WHAT YOU NEED TO DO —
All that should be output is the block of lines below from the line with "self.shared.performed.store(0, Ordering::Release);" to the line with "let join = thread::Builder::new()", both included, exactly as written.

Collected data
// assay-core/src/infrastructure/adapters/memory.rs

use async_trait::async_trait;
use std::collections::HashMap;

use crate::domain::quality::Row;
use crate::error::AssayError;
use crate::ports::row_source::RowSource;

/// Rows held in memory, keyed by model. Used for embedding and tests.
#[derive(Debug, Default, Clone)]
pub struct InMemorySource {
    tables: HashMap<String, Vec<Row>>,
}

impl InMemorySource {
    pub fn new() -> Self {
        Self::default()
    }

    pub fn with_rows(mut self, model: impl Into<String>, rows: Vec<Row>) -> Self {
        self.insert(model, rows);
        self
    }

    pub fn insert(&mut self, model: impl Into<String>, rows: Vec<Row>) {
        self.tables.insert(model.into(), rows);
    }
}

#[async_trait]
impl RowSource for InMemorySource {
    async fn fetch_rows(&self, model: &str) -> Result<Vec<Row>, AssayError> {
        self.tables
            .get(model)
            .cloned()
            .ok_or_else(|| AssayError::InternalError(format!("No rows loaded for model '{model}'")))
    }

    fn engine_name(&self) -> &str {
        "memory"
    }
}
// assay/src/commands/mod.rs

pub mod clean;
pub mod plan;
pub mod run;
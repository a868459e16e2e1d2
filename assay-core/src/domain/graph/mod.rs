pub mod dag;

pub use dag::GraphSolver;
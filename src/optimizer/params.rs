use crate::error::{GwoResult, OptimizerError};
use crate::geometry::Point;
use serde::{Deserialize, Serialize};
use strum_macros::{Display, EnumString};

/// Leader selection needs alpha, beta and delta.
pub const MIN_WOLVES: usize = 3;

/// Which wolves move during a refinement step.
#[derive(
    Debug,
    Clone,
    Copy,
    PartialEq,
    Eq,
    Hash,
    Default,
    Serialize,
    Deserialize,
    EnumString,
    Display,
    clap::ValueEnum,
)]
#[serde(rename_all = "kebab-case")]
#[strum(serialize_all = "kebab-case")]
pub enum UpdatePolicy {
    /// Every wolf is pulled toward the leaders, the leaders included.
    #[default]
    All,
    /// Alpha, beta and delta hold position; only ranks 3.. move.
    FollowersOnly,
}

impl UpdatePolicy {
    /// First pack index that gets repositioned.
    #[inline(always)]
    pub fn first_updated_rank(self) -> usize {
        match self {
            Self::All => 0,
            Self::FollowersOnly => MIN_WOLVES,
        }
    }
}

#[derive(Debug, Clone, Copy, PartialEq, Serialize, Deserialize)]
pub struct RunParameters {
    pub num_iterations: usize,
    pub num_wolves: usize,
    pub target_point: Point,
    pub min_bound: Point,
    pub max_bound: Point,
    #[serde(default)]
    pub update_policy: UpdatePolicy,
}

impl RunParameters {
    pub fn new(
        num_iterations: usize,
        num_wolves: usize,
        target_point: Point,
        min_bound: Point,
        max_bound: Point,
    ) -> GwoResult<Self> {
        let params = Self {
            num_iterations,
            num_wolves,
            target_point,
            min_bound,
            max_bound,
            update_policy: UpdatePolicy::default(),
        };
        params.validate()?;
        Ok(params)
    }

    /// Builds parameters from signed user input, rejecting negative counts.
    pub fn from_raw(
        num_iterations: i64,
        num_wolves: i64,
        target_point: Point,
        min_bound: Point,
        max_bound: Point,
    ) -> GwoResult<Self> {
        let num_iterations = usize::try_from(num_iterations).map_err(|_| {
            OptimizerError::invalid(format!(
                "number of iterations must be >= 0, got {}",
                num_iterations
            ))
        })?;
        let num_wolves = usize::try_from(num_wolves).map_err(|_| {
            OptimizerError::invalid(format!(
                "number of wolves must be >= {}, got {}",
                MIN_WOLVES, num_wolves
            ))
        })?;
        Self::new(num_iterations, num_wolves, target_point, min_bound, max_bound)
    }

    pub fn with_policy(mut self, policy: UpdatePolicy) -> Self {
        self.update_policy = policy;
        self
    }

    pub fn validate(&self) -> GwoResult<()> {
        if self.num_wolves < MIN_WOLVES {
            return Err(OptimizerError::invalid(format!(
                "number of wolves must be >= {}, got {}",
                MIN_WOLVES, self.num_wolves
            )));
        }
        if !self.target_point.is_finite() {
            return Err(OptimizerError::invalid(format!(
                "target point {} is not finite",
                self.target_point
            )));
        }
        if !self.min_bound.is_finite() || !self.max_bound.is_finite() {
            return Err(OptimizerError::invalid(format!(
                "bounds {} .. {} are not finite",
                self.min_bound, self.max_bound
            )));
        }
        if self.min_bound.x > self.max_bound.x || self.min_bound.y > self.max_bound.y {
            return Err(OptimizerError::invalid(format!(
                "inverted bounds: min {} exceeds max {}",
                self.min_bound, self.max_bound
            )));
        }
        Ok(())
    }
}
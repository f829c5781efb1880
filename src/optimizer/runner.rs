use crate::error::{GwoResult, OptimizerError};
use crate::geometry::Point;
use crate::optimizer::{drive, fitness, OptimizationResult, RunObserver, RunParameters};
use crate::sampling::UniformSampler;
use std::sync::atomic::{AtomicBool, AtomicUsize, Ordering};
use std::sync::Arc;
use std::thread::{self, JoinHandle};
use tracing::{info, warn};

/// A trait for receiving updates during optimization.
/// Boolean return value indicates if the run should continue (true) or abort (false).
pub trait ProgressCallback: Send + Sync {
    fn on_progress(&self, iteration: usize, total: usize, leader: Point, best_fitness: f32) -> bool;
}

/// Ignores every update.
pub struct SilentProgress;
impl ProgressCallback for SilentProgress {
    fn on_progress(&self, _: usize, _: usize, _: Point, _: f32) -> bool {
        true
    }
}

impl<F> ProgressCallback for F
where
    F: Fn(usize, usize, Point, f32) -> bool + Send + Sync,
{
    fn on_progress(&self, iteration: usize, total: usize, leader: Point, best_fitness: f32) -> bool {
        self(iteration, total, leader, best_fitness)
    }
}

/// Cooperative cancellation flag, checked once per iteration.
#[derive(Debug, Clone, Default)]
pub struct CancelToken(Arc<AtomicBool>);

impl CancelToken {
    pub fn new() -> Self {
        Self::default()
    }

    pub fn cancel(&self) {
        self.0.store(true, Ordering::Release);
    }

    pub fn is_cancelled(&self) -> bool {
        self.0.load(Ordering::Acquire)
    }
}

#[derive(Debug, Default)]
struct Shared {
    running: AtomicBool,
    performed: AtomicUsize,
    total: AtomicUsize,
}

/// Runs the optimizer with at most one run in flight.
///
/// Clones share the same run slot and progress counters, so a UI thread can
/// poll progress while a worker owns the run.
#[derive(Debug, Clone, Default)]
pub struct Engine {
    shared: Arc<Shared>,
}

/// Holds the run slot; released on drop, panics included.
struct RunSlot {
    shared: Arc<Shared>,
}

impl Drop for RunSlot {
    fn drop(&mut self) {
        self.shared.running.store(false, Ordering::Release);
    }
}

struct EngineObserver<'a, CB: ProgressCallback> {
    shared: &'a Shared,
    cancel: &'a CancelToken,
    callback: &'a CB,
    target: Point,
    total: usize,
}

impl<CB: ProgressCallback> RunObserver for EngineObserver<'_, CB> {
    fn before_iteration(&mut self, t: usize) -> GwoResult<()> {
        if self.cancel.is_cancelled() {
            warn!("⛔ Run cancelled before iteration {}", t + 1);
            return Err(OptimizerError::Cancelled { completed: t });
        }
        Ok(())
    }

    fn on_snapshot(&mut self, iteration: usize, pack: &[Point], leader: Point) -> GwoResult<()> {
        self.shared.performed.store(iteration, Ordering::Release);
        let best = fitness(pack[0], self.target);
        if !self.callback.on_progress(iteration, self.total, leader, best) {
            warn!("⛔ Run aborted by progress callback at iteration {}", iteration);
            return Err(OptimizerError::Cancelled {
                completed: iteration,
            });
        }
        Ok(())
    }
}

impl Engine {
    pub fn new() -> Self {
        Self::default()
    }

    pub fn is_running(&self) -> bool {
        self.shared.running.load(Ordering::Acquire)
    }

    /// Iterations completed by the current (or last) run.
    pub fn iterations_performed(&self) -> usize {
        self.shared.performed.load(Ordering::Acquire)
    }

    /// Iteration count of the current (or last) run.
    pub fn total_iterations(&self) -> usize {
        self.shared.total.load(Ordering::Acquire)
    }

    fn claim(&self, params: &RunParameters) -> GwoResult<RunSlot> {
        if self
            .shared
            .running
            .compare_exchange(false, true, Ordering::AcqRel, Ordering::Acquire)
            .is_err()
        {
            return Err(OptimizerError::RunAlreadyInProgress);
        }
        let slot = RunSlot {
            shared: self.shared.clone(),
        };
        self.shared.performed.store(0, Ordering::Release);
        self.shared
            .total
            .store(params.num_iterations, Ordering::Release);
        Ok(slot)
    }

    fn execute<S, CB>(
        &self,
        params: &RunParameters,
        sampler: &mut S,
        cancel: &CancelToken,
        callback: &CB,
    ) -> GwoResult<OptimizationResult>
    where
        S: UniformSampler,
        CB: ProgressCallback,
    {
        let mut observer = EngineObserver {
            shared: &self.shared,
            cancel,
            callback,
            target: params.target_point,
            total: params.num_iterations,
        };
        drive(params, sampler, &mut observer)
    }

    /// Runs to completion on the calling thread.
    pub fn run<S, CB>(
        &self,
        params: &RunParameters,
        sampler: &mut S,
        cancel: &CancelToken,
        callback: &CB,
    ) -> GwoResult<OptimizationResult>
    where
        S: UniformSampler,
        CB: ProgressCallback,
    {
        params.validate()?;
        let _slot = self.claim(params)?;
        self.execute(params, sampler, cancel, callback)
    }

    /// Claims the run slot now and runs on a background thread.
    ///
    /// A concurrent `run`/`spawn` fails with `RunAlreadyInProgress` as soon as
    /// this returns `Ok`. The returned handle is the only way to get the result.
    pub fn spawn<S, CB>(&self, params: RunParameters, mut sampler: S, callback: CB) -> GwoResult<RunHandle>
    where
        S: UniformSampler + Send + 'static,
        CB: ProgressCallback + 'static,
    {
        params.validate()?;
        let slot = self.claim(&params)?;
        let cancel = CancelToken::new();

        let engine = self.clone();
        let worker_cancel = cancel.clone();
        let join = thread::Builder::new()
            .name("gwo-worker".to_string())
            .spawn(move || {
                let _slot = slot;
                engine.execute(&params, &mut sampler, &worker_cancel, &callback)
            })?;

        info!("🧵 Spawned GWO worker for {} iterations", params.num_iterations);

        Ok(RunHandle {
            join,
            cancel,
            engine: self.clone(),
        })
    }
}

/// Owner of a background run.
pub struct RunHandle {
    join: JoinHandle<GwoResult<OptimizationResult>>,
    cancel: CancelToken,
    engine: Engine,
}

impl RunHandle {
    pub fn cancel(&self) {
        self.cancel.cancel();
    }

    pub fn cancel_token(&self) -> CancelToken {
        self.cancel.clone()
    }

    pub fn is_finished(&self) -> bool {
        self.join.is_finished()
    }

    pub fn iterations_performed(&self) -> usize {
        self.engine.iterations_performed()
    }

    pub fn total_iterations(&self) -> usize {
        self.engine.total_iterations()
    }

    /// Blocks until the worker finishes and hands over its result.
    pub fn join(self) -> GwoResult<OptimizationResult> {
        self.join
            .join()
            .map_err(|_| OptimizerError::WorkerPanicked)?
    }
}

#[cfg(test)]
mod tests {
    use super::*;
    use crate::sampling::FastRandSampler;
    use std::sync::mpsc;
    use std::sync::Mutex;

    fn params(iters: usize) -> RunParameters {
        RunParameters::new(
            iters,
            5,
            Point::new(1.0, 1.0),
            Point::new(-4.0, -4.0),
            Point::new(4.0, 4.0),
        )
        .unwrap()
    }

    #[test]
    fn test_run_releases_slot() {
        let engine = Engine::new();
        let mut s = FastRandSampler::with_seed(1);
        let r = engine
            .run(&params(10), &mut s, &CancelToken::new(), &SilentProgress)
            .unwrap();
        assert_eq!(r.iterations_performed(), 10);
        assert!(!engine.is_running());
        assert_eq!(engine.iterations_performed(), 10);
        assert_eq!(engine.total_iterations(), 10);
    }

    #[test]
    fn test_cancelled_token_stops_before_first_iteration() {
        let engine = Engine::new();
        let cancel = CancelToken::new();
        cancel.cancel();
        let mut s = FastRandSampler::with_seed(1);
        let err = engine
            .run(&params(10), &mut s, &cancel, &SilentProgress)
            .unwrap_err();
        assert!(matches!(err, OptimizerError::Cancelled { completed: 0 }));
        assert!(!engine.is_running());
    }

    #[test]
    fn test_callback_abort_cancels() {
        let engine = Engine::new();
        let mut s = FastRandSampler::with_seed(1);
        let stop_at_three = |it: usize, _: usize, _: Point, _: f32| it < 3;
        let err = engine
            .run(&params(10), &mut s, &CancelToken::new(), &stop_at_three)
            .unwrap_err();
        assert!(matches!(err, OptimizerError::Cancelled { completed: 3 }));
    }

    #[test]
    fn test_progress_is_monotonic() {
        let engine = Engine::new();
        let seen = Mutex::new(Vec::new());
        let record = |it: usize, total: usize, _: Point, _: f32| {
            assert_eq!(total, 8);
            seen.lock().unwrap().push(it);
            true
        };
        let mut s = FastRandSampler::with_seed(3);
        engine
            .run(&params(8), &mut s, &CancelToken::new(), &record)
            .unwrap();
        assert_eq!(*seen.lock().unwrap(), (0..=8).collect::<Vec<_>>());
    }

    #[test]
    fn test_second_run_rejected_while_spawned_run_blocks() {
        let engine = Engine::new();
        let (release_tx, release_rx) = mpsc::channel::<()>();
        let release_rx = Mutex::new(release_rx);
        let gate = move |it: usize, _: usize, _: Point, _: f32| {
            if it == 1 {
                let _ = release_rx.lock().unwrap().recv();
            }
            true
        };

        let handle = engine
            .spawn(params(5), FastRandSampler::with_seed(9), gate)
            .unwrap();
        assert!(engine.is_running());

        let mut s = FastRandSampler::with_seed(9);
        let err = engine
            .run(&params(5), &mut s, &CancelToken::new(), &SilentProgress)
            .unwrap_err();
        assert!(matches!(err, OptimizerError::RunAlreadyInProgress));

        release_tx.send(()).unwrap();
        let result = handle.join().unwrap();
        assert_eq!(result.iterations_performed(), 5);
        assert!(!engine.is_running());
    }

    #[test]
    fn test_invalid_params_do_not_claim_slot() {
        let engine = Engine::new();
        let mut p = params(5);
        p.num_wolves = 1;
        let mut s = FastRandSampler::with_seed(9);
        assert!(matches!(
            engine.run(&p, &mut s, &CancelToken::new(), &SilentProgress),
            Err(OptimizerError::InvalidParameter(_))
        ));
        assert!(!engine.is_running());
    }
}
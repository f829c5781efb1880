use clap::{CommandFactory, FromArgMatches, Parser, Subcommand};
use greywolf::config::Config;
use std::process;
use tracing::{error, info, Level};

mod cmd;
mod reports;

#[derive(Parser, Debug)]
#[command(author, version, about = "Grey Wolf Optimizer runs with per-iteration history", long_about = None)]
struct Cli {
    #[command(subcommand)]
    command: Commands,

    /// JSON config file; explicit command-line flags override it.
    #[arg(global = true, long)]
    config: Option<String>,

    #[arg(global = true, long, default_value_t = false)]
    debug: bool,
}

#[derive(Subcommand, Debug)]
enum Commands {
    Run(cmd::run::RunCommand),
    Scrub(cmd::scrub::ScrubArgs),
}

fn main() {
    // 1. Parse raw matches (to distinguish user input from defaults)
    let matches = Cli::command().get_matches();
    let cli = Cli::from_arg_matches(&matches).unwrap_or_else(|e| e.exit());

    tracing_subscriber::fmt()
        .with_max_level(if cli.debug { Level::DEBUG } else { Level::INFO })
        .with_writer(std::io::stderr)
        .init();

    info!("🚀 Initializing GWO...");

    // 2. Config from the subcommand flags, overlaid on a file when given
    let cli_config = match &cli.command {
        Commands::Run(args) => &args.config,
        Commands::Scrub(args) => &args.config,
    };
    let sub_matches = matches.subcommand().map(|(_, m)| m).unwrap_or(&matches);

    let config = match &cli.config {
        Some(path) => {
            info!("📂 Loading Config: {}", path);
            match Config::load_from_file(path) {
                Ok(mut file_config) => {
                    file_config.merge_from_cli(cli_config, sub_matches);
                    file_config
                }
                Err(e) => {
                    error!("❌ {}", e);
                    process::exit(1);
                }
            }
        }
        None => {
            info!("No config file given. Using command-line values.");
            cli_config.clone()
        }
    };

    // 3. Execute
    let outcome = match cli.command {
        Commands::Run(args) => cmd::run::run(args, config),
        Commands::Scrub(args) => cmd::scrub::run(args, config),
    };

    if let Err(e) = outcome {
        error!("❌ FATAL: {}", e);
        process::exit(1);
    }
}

EXERCISE ANSWER —
        self.shared.performed.store(0, Ordering::Release);
        self.shared
            .total
            .store(params.num_iterations, Ordering::Release);
        Ok(slot)
    }

    fn execute<S, CB>(
        &self,
        params: &RunParameters,
        sampler: &mut S,
        cancel: &CancelToken,
        callback: &CB,
    ) -> GwoResult<OptimizationResult>
    where
        S: UniformSampler,
        CB: ProgressCallback,
    {
        let mut observer = EngineObserver {
            shared: &self.shared,
            cancel,
            callback,
            target: params.target_point,
            total: params.num_iterations,
        };
        drive(params, sampler, &mut observer)
    }

    /// Runs to completion on the calling thread.
    pub fn run<S, CB>(
        &self,
        params: &RunParameters,
        sampler: &mut S,
        cancel: &CancelToken,
        callback: &CB,
    ) -> GwoResult<OptimizationResult>
    where
        S: UniformSampler,
        CB: ProgressCallback,
    {
        params.validate()?;
        let _slot = self.claim(params)?;
        self.execute(params, sampler, cancel, callback)
    }

    /// Claims the run slot now and runs on a background thread.
    ///
    /// A concurrent `run`/`spawn` fails with `RunAlreadyInProgress` as soon as
    /// this returns `Ok`. The returned handle is the only way to get the result.
    pub fn spawn<S, CB>(&self, params: RunParameters, mut sampler: S, callback: CB) -> GwoResult<RunHandle>
    where
        S: UniformSampler + Send + 'static,
        CB: ProgressCallback + 'static,
    {
        params.validate()?;
        let slot = self.claim(&params)?;
        let cancel = CancelToken::new();

        let engine = self.clone();
        let worker_cancel = cancel.clone();
        let join = thread::Builder::new()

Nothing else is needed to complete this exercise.